What this task involves: Return the count of lines in the records that include the string "cycle", and nothing besides it.

Data section:
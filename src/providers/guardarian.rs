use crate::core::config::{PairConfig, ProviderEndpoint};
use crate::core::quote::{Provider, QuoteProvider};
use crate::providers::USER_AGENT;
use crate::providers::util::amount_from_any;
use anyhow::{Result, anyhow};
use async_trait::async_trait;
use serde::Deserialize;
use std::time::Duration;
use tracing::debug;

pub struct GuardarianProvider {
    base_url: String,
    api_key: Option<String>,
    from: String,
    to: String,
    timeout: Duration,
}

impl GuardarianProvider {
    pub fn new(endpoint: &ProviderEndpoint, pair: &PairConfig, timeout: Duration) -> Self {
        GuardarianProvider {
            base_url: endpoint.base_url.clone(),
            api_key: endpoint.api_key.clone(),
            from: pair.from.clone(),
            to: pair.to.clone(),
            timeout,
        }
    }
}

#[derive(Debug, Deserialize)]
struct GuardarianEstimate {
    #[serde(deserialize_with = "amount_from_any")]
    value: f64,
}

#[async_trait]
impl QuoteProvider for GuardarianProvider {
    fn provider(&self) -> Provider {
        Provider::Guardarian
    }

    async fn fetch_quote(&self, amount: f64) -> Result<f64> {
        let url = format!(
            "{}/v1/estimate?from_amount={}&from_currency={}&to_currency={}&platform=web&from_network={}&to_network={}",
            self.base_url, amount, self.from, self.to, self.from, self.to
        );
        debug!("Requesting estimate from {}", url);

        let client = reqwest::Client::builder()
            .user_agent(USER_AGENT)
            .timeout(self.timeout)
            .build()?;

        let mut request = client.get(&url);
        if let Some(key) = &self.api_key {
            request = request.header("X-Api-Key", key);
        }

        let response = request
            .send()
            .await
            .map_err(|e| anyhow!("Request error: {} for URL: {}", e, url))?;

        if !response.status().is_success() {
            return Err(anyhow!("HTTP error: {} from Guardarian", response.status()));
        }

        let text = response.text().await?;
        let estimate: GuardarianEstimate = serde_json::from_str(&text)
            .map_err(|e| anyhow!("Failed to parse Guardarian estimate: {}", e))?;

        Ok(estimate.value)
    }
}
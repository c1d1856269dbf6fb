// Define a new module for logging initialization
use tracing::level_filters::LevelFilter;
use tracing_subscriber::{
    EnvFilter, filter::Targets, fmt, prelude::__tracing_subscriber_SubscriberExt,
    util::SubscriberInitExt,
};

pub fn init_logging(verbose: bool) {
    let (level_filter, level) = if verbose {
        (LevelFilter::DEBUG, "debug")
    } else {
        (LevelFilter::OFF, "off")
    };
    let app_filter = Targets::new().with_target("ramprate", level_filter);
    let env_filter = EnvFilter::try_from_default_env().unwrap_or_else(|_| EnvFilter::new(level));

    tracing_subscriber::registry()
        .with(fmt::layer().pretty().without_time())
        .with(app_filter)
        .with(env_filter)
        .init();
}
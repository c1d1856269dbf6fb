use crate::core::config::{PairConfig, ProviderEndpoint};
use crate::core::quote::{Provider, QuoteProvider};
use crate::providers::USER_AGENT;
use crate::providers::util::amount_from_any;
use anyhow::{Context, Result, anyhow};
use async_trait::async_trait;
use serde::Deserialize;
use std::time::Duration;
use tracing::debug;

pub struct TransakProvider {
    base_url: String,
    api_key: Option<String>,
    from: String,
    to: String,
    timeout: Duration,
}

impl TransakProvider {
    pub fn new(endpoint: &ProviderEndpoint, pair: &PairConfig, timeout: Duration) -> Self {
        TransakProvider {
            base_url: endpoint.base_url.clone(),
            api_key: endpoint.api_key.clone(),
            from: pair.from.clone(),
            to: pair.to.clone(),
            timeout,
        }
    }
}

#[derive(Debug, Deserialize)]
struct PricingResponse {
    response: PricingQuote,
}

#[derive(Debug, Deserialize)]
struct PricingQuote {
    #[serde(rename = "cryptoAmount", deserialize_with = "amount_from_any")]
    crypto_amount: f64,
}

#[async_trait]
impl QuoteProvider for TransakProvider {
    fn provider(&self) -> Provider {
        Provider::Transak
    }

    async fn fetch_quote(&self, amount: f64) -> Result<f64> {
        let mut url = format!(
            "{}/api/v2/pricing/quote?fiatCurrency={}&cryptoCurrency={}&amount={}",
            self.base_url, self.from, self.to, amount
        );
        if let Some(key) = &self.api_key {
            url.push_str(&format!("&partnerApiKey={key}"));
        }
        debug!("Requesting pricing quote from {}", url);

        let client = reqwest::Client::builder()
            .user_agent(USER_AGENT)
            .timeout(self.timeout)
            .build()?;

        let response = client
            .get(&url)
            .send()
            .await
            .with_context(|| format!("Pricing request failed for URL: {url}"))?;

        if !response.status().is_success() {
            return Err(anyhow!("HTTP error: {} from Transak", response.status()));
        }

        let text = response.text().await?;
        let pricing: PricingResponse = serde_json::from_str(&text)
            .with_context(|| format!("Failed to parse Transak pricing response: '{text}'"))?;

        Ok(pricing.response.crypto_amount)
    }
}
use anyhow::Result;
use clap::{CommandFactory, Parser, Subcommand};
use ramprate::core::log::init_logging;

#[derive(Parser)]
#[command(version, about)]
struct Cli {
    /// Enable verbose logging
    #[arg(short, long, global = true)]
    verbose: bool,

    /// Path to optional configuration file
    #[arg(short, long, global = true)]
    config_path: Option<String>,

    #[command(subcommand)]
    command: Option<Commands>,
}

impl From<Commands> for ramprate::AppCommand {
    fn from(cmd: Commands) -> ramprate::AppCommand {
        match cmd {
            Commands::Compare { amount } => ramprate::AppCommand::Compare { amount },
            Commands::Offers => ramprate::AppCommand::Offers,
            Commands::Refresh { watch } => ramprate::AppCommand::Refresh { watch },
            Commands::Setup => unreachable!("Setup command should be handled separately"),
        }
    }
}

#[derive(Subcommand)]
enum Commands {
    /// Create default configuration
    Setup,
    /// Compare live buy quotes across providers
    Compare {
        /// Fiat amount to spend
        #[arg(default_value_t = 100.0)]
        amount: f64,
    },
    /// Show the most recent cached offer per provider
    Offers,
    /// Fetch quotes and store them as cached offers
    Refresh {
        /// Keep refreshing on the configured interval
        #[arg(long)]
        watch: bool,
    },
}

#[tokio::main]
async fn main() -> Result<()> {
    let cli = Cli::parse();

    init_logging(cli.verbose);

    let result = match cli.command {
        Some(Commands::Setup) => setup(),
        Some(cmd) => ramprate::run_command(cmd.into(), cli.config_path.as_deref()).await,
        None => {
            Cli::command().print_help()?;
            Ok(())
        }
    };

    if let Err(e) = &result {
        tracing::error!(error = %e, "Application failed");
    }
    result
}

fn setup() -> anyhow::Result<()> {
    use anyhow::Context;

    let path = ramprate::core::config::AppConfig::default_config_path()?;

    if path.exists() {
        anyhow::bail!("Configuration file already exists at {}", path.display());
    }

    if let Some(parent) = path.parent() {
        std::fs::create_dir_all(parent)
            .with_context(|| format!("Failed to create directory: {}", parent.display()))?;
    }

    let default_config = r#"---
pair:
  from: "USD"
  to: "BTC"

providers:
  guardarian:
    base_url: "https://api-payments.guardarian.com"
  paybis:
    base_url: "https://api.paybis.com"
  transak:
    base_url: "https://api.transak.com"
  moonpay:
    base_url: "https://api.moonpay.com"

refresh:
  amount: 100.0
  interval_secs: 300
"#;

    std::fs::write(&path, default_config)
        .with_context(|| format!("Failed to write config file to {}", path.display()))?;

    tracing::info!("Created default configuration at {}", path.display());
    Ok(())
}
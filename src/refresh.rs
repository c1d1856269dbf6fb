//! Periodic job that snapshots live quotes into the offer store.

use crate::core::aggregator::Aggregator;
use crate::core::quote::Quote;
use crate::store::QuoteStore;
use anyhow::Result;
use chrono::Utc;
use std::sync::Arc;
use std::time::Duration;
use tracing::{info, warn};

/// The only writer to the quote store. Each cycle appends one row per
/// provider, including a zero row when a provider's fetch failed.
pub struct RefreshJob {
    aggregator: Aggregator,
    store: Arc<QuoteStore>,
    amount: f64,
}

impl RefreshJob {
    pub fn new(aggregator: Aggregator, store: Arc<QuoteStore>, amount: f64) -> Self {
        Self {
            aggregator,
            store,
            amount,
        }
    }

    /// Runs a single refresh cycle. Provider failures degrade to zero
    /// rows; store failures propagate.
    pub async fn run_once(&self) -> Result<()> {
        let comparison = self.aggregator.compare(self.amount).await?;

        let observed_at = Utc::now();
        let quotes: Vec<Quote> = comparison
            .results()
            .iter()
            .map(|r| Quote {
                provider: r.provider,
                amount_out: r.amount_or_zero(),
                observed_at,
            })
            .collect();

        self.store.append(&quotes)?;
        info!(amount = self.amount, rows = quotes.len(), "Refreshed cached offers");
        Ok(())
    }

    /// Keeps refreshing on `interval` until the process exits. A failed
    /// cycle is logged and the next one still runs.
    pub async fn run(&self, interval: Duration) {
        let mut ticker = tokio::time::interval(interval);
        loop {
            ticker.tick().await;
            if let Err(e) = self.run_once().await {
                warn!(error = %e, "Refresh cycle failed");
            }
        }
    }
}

Result of the task: 4